## Records for the exercise

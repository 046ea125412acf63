//! Convenience re-exports for common use.

pub use crate::config::{AuthMode, Credentials, RequestConfig, StreamFormat, TransportSettings};
pub use crate::error::classify::classify;
pub use crate::error::format::{format as format_error, render_detailed, render_simple, render_with_help};
pub use crate::error::{ClassifiedError, ErrorCategory, ErrorKind, Result, Severity, UserFacingError};
pub use crate::provider::TransportClient;
pub use crate::stream::collect_stream;
pub use crate::types::{
    FinishReason, ProviderEventStream, ProviderStreamEvent, StreamTextResult, ToolCall, Usage,
};
impl VendorError {
    /// Accepts `{"error": {...}}`, `{"error": "text"}` and flat
    /// `{"type"|"code"|"message": ...}` shapes.
    fn from_body(body: &Value) -> Self {
        let obj = match body.get("error") {
            Some(Value::String(text)) => {
                return Self {
                    message: Some(text.clone()),
                    ..Self::default()
                }
            }
            Some(inner @ Value::Object(_)) => inner,
            _ => body,
        };
        let text = |key: &str| match obj.get(key) {
            Some(Value::String(s)) if !s.is_empty() => Some(s.clone()),
            Some(Value::Number(n)) => Some(n.to_string()),
            _ => None,
        };
        let kind = text("type").filter(|t| t != "error");
        Self {
            kind,
            code: text("code"),
            param: text("param"),
            message: text("message").or_else(|| text("detail")),
            retry_after: obj.get("retry_after").and_then(Value::as_f64),
        }
    }

    fn tokens(&self) -> impl Iterator<Item = String> + '_ {
        [&self.code, &self.kind]
            .into_iter()
            .filter_map(|t| t.as_deref())
            .map(str::to_ascii_lowercase)
    }

    fn numeric_code(&self) -> Option<u16> {
        self.code.as_deref().and_then(|c| c.parse().ok())
    }

    /// Precise vendor codes that override the HTTP status.
    fn specific_kind(&self) -> Option<ErrorKind> {
        for token in self.tokens() {
            let kind = match token.as_str() {
                "insufficient_quota" | "quota_exceeded" | "billing_hard_limit_reached" => {
                    ErrorKind::QuotaExceeded
                }
                "context_length_exceeded" => ErrorKind::ContextLengthExceeded,
                "invalid_api_key" => ErrorKind::ApiKeyInvalid,
                "model_not_found" => ErrorKind::ModelNotFound,
                "invalid_model" => ErrorKind::InvalidModel,
                "content_filter" | "content_policy_violation" => ErrorKind::ContentFiltered,
                "overloaded_error" => ErrorKind::ModelUnavailable,
                _ => continue,
            };
            return Some(kind);
        }
        let message = self.message.as_deref()?.to_ascii_lowercase();
        if message.contains("maximum context length") {
            return Some(ErrorKind::ContextLengthExceeded);
        }
        None
    }

    /// Broad vendor types, used when the status alone is ambiguous.
    fn generic_kind(&self) -> Option<GenericKind> {
        for token in self.tokens() {
            let kind = match token.as_str() {
                "invalid_request" | "invalid_request_error" | "request_too_large" => {
                    ErrorKind::InvalidRequest
                }
                "authentication_error" => ErrorKind::AuthenticationError,
                "permission_error" | "permission_denied" => ErrorKind::AuthorizationError,
                "rate_limit_exceeded" | "rate_limit_error" | "rate_limit" => {
                    ErrorKind::RateLimitExceeded
                }
                "api_error" | "server_error" => ErrorKind::ServerError,
                "timeout_error" => ErrorKind::GatewayTimeout,
                "not_found_error" | "not_found" => return Some(GenericKind::NotFound),
                _ => continue,
            };
            return Some(GenericKind::Kind(kind));
        }
        None
    }
}
/// Broad origin of a failure, used to route recovery logic.
#[derive(Debug, Clone, Copy, PartialEq, Eq, Hash, Serialize, Deserialize, Display)]
#[serde(rename_all = "lowercase")]
#[strum(serialize_all = "lowercase")]
pub enum ErrorCategory {
    Client,
    Server,
    Network,
    Validation,
    Configuration,
}

/// Static description of an [`ErrorKind`].
#[derive(Debug, Clone, PartialEq, Eq)]
pub struct ErrorMetadata {
    pub kind: ErrorKind,
    pub severity: Severity,
    pub category: ErrorCategory,
    pub retryable: bool,
    pub user_message: &'static str,
    /// Technical message; `{status}` and `{detail}` are substituted.
    pub technical_message_template: &'static str,
    pub recovery_steps: &'static [&'static str],
    pub doc_url: Option<&'static str>,
    pub estimated_resolution_time: Option<&'static str>,
}

const OPENAI_ERROR_DOCS: &str = "https://platform.openai.com/docs/guides/error-codes";
const ANTHROPIC_ERROR_DOCS: &str = "https://docs.anthropic.com/en/api/errors";
const ANTHROPIC_RATE_LIMIT_DOCS: &str = "https://docs.anthropic.com/en/api/rate-limits";

static METADATA: OnceLock<Vec<ErrorMetadata>> = OnceLock::new();

impl ErrorKind {
    /// Look up the static metadata for this kind.
    pub fn metadata(self) -> &'static ErrorMetadata {
        let table = METADATA.get_or_init(|| ErrorKind::iter().map(describe).collect());
        // `iter()` yields variants in declaration order, matching discriminants.
        &table[self as usize]
    }

    pub fn severity(self) -> Severity {
        self.metadata().severity
    }

    pub fn category(self) -> ErrorCategory {
        self.metadata().category
    }

    pub fn is_retryable(self) -> bool {
        self.metadata().retryable
    }

    /// Total number of kinds in the taxonomy.
    pub fn count() -> usize {
        Self::COUNT
    }
}

impl ErrorMetadata {
    /// Render the technical template with an optional status and detail.
    pub fn technical_message(&self, status: Option<u16>, detail: &str) -> String {
        let status = status.map(|s| s.to_string()).unwrap_or_else(|| "n/a".to_string());
        self.technical_message_template
            .replace("{status}", &status)
            .replace("{detail}", detail)
    }
}

#[allow(clippy::too_many_arguments)]
const fn entry(
    kind: ErrorKind,
    severity: Severity,
    category: ErrorCategory,
    retryable: bool,
    user_message: &'static str,
    technical_message_template: &'static str,
    recovery_steps: &'static [&'static str],
    doc_url: Option<&'static str>,
    estimated_resolution_time: Option<&'static str>,
) -> ErrorMetadata {
    ErrorMetadata {
        kind,
        severity,
        category,
        retryable,
        user_message,
        technical_message_template,
        recovery_steps,
        doc_url,
        estimated_resolution_time,
    }
}
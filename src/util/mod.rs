//! Utility modules: retry and timeout.

pub mod retry;
pub mod timeout;
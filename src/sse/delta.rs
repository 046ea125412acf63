//! Decoder for the delta-JSON format: `data: <json>` records closed by
//! `data: [DONE]`.

use serde_json::Value;

use super::SseRecord;
use crate::error::{ClassifiedError, ErrorKind};

/// Terminal sentinel of the delta-JSON format.
pub const DONE_SENTINEL: &str = "[DONE]";

/// One decoded delta-JSON record.
#[derive(Debug, Clone, PartialEq)]
pub enum DeltaFrame {
    /// A completion chunk (`choices[].delta`, `usage`, ...).
    Chunk(Value),
    /// An in-band `{"error": ...}` payload.
    Error(Value),
    /// The `[DONE]` sentinel.
    Done,
}

/// Decode a record. Records without `data:` carry nothing and yield `None`.
pub fn decode(record: &SseRecord) -> Result<Option<DeltaFrame>, ClassifiedError> {
    let Some(data) = record.data.as_deref() else {
        return Ok(None);
    };
    let data = data.trim();
    if data.is_empty() {
        return Ok(None);
    }
    if data == DONE_SENTINEL {
        return Ok(Some(DeltaFrame::Done));
    }

    let value: Value = serde_json::from_str(data).map_err(|e| {
        ClassifiedError::new(
            ErrorKind::StreamError,
            format!("stream chunk is not valid JSON: {e}"),
        )
        .with_raw_body(data)
        .with_source(e)
    })?;

    if record.event.as_deref() == Some("error") || value.get("error").is_some_and(|e| !e.is_null()) {
        return Ok(Some(DeltaFrame::Error(value)));
    }
    if !value.is_object() {
        return Err(ClassifiedError::new(
            ErrorKind::StreamError,
            format!("stream chunk is not a JSON object: {data}"),
        ));
    }
    Ok(Some(DeltaFrame::Chunk(value)))
}
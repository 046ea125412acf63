//! Finish reasons and tool calls.

use serde::{Deserialize, Serialize};
use strum::{Display, EnumString};

/// Why generation finished, independent of vendor.
#[derive(Debug, Clone, Copy, Serialize, Deserialize, PartialEq, Eq, Display, EnumString)]
#[serde(rename_all = "kebab-case")]
#[strum(serialize_all = "kebab-case")]
pub enum FinishReason {
    Stop,
    ToolCalls,
    Length,
    ContentFilter,
    Error,
    Other,
}

impl FinishReason {
    /// Map a vendor stop/finish reason. Unrecognized values become `Other`.
    pub fn from_vendor(reason: &str) -> Self {
        match reason {
            "stop" | "end_turn" | "stop_sequence" => Self::Stop,
            "tool_calls" | "function_call" | "tool_use" => Self::ToolCalls,
            "length" | "max_tokens" | "model_context_window_exceeded" => Self::Length,
            "content_filter" | "refusal" | "safety" => Self::ContentFilter,
            "error" => Self::Error,
            _ => Self::Other,
        }
    }
}

/// A fully reconstructed tool call requested by the model.
#[derive(Debug, Clone, Serialize, Deserialize, PartialEq)]
pub struct ToolCall {
    pub id: String,
    pub name: String,
    pub arguments: serde_json::Value,
}
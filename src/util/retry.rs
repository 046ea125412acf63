//! Retry with exponential backoff and jitter.

use std::future::Future;
use std::time::Duration;

use tokio_util::sync::CancellationToken;

use crate::error::{ClassifiedError, ErrorKind, Result};

/// Backoff curve between attempts.
#[derive(Debug, Clone, Copy, PartialEq)]
pub struct Backoff {
    /// Delay before the first retry.
    pub initial: Duration,
    /// Cap for the computed delay. A server-requested wait may exceed it.
    pub max: Duration,
    /// Growth factor per retry.
    pub multiplier: f64,
    /// Relative jitter; 0.25 spreads delays over 75%–125%.
    pub jitter: f64,
}

impl Default for Backoff {
    fn default() -> Self {
        Self {
            initial: Duration::from_millis(500),
            max: Duration::from_secs(30),
            multiplier: 2.0,
            jitter: 0.25,
        }
    }
}

impl Backoff {
    pub fn validate(&self) -> Result<()> {
        if !self.multiplier.is_finite() || self.multiplier < 1.0 {
            return Err(ClassifiedError::new(
                ErrorKind::ConfigurationError,
                format!("backoff multiplier must be at least 1, got {}", self.multiplier),
            ));
        }
        if !(0.0..1.0).contains(&self.jitter) {
            return Err(ClassifiedError::new(
                ErrorKind::ConfigurationError,
                format!("backoff jitter must be in [0, 1), got {}", self.jitter),
            ));
        }
        Ok(())
    }
}

/// Retry policy for one call.
#[derive(Debug, Clone)]
pub struct RetryPolicy {
    /// Retries after the first attempt.
    pub max_retries: u32,
    pub backoff: Backoff,
}

impl Default for RetryPolicy {
    fn default() -> Self {
        Self {
            max_retries: crate::config::DEFAULT_MAX_RETRIES,
            backoff: Backoff::default(),
        }
    }
}

impl RetryPolicy {
    pub fn new(max_retries: u32, backoff: Backoff) -> Self {
        Self {
            max_retries,
            backoff,
        }
    }

    /// Total attempts including the first.
    pub fn max_attempts(&self) -> u32 {
        self.max_retries.saturating_add(1)
    }

    /// Delay before retry number `retry` (0-based), never shorter than the
    /// server-requested `retry_after` seconds.
    pub fn delay_for(&self, retry: u32, retry_after: Option<f64>) -> Duration {
        let Backoff {
            initial,
            max,
            multiplier,
            jitter,
        } = self.backoff;

        let exp = multiplier.powi(retry.min(i32::MAX as u32) as i32);
        let base = (initial.as_secs_f64() * exp).min(max.as_secs_f64());
        let factor = 1.0 - jitter + rand_factor() * 2.0 * jitter;
        let computed = seconds(base * factor);

        match retry_after.filter(|s| s.is_finite() && *s > 0.0) {
            Some(floor) => computed.max(seconds(floor)),
            None => computed,
        }
    }

    /// Run `operation` until it succeeds, fails with a non-retryable error,
    /// or the attempts run out. The closure receives the 1-based attempt
    /// number. Cancellation interrupts both attempts and sleeps.
    pub async fn execute<F, Fut, T>(&self, cancel: &CancellationToken, mut operation: F) -> Result<T>
    where
        F: FnMut(u32) -> Fut,
        Fut: Future<Output = Result<T>>,
    {
        let max_attempts = self.max_attempts();
        let mut attempt = 0;

        loop {
            if cancel.is_cancelled() {
                return Err(ClassifiedError::cancelled());
            }
            attempt += 1;
            let result = tokio::select! {
                biased;
                _ = cancel.cancelled() => return Err(ClassifiedError::cancelled()),
                result = operation(attempt) => result,
            };

            let err = match result {
                Ok(value) => return Ok(value),
                Err(e) => e,
            };
            if !err.is_retryable() || attempt >= max_attempts {
                return Err(err);
            }

            let delay = self.delay_for(attempt - 1, err.retry_after_seconds());
            tracing::warn!(
                attempt,
                max_attempts,
                delay_ms = delay.as_millis() as u64,
                error = %err,
                "Retrying after error"
            );

            tokio::select! {
                biased;
                _ = cancel.cancelled() => return Err(ClassifiedError::cancelled()),
                _ = tokio::time::sleep(delay) => {}
            }
        }
    }
}

fn seconds(secs: f64) -> Duration {
    let nanos = (secs.max(0.0) * 1e9).round();
    if nanos >= u64::MAX as f64 {
        Duration::MAX
    } else {
        Duration::from_nanos(nanos as u64)
    }
}

/// Simple pseudo-random factor [0, 1) without pulling in rand crate.
fn rand_factor() -> f64 {
    use std::collections::hash_map::DefaultHasher;
    use std::hash::{Hash, Hasher};

    let mut hasher = DefaultHasher::new();
    std::time::SystemTime::now()
        .duration_since(std::time::UNIX_EPOCH)
        .unwrap_or_default()
        .as_nanos()
        .hash(&mut hasher);
    std::thread::current().id().hash(&mut hasher);

    let hash = hasher.finish();
    (hash % 10000) as f64 / 10000.0
}
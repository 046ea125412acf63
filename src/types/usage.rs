//! Token usage reported by a stream.

use serde::{Deserialize, Serialize};
use serde_json::Value;

/// Token usage for a generation.
#[derive(Debug, Clone, Serialize, Deserialize, Default, PartialEq, Eq)]
pub struct Usage {
    pub input_tokens: u32,
    pub output_tokens: u32,
    pub total_tokens: u32,
    #[serde(default, skip_serializing_if = "Option::is_none")]
    pub cache_read_tokens: Option<u32>,
    #[serde(default, skip_serializing_if = "Option::is_none")]
    pub cache_creation_tokens: Option<u32>,
    #[serde(default, skip_serializing_if = "Option::is_none")]
    pub reasoning_tokens: Option<u32>,
}

impl Usage {
    /// Fold in a newer report. Vendors send running totals, so each
    /// counter keeps the larger value and never decreases.
    pub fn absorb(&mut self, other: &Usage) {
        self.input_tokens = self.input_tokens.max(other.input_tokens);
        self.output_tokens = self.output_tokens.max(other.output_tokens);
        self.total_tokens = self
            .total_tokens
            .max(other.total_tokens)
            .max(self.input_tokens.saturating_add(self.output_tokens));
        absorb_opt(&mut self.cache_read_tokens, other.cache_read_tokens);
        absorb_opt(&mut self.cache_creation_tokens, other.cache_creation_tokens);
        absorb_opt(&mut self.reasoning_tokens, other.reasoning_tokens);
    }

    /// Usage object in the delta-JSON shape
    /// (`prompt_tokens`, `completion_tokens`, `total_tokens`).
    pub fn from_delta_json(value: &Value) -> Option<Self> {
        let obj = value.as_object()?;
        let input_tokens = count(obj.get("prompt_tokens"));
        let output_tokens = count(obj.get("completion_tokens"));
        Some(Self {
            input_tokens,
            output_tokens,
            total_tokens: obj
                .get("total_tokens")
                .and_then(Value::as_u64)
                .map(clamp)
                .unwrap_or(input_tokens.saturating_add(output_tokens)),
            cache_read_tokens: value
                .pointer("/prompt_tokens_details/cached_tokens")
                .and_then(Value::as_u64)
                .map(clamp),
            cache_creation_tokens: None,
            reasoning_tokens: value
                .pointer("/completion_tokens_details/reasoning_tokens")
                .and_then(Value::as_u64)
                .map(clamp),
        })
    }

    /// Usage object in the typed-event shape (`input_tokens`, `output_tokens`).
    pub fn from_typed_event(value: &Value) -> Option<Self> {
        let obj = value.as_object()?;
        let input_tokens = count(obj.get("input_tokens"));
        let output_tokens = count(obj.get("output_tokens"));
        Some(Self {
            input_tokens,
            output_tokens,
            total_tokens: input_tokens.saturating_add(output_tokens),
            cache_read_tokens: obj
                .get("cache_read_input_tokens")
                .and_then(Value::as_u64)
                .map(clamp),
            cache_creation_tokens: obj
                .get("cache_creation_input_tokens")
                .and_then(Value::as_u64)
                .map(clamp),
            reasoning_tokens: None,
        })
    }
}

fn absorb_opt(slot: &mut Option<u32>, other: Option<u32>) {
    if let Some(v) = other {
        let current = slot.get_or_insert(0);
        *current = (*current).max(v);
    }
}

fn count(value: Option<&Value>) -> u32 {
    value.and_then(Value::as_u64).map(clamp).unwrap_or(0)
}

fn clamp(v: u64) -> u32 {
    u32::try_from(v).unwrap_or(u32::MAX)
}
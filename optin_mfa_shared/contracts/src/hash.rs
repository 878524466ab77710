use optin_mfa_models::Sha256Hash;

#[cfg_attr(feature = "mock", mockall::automock)]
pub trait HashService: Send + Sync + 'static {
    /// Hashes the given data using the SHA-256 algorithm.
    fn sha256(&self, data: &[u8]) -> Sha256Hash;
}

#[cfg(feature = "mock")]
impl MockHashService {
    pub fn with_sha256(mut self, data: Vec<u8>, result: Sha256Hash) -> Self {
        self.expect_sha256()
            .once()
            .with(mockall::predicate::eq(data))
            .return_once(move |_| result);
        self
    }
}
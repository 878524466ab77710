use anyhow::Context;
use optin_mfa_config::MfaConfig;
use optin_mfa_core_steps_contracts::emergency::{
    EmergencyRegisterError, EmergencyRegisterForm, EmergencyRegisterService,
    EmergencyRegisterView, EmergencySubmitOutcome,
};
use optin_mfa_models::{account::Account, flow::FlowStep, user::UserName};
use optin_mfa_persistence_contracts::account::AccountRepository;
use optin_mfa_session_contracts::FlowSessionStore;
use optin_mfa_shared_contracts::hash::HashService;

use crate::{load_session, name_or_acr, registerable_factors};

pub struct EmergencyRegisterServiceImpl<FlowSessions, AccountRepo, Hash> {
    flow_sessions: FlowSessions,
    account_repo: AccountRepo,
    hash: Hash,
    config: MfaConfig,
}

impl<FlowSessions, AccountRepo, Hash> EmergencyRegisterServiceImpl<FlowSessions, AccountRepo, Hash> {
    pub fn new(
        flow_sessions: FlowSessions,
        account_repo: AccountRepo,
        hash: Hash,
        config: MfaConfig,
    ) -> Self {
        Self {
            flow_sessions,
            account_repo,
            hash,
            config,
        }
    }
}

impl<FlowSessions, AccountRepo, Hash> EmergencyRegisterService
    for EmergencyRegisterServiceImpl<FlowSessions, AccountRepo, Hash>
where
    FlowSessions: FlowSessionStore,
    AccountRepo: AccountRepository,
    Hash: HashService,
{
    fn render(&self) -> Result<EmergencyRegisterView, EmergencyRegisterError> {
        let session = load_session(&self.flow_sessions, || EmergencyRegisterError::InvalidState)?;
        let FlowStep::NoSecondFactorChosen { available } = session.step else {
            return Err(EmergencyRegisterError::InvalidState);
        };

        Ok(EmergencyRegisterView {
            available: registerable_factors(&self.config, &available),
            wrong_code: false,
        })
    }

    fn submit(
        &self,
        form: EmergencyRegisterForm,
    ) -> Result<EmergencySubmitOutcome, EmergencyRegisterError> {
        let mut session =
            load_session(&self.flow_sessions, || EmergencyRegisterError::InvalidState)?;
        let FlowStep::NoSecondFactorChosen { available } = &session.step else {
            return Err(EmergencyRegisterError::InvalidState);
        };
        let available = available.clone();

        let factor = form
            .second_factor
            .ok_or(EmergencyRegisterError::MissingParameter("secondFactor"))?;
        let code = form
            .scratch_code
            .ok_or(EmergencyRegisterError::MissingParameter("scratchCode"))?;

        let account = self.account(&session.subject)?;
        if account.scratch_code_hashes.is_empty() {
            return Err(EmergencyRegisterError::AccessDenied);
        }

        let hash = self.hash.sha256(code.as_bytes()).into();
        if !account.scratch_code_hashes.contains(&hash) {
            tracing::info!("A wrong scratch code was supplied for emergency registration");
            return Ok(EmergencySubmitOutcome::WrongCode(EmergencyRegisterView {
                available: registerable_factors(&self.config, &available),
                wrong_code: true,
            }));
        }

        let name = name_or_acr(form.second_factor_name, &factor)?;
        session.step = FlowStep::FirstSecondFactorChosen {
            factor,
            name,
            // The flow consumes the code when it registers the factor.
            emergency_code: Some(code),
        };
        self.flow_sessions.store(&session)?;
        Ok(EmergencySubmitOutcome::Complete)
    }
}

impl<FlowSessions, AccountRepo: AccountRepository, Hash>
    EmergencyRegisterServiceImpl<FlowSessions, AccountRepo, Hash>
{
    fn account(&self, subject: &UserName) -> Result<Account, EmergencyRegisterError> {
        let account = self.account_repo.get_by_subject(subject)?;
        Ok(account.with_context(|| format!("No account found for subject {subject}"))?)
    }
}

## Work request
Only one stretch of the entries above is wanted: the lines from the one containing "pub fn count()" through the one containing "Option<u16>, detail: &str)". Please reproduce it exactly.

## Finished exercise
    pub fn count() -> usize {
        Self::COUNT
    }
}

impl ErrorMetadata {
    /// Render the technical template with an optional status and detail.
    pub fn technical_message(&self, status: Option<u16>, detail: &str) -> String {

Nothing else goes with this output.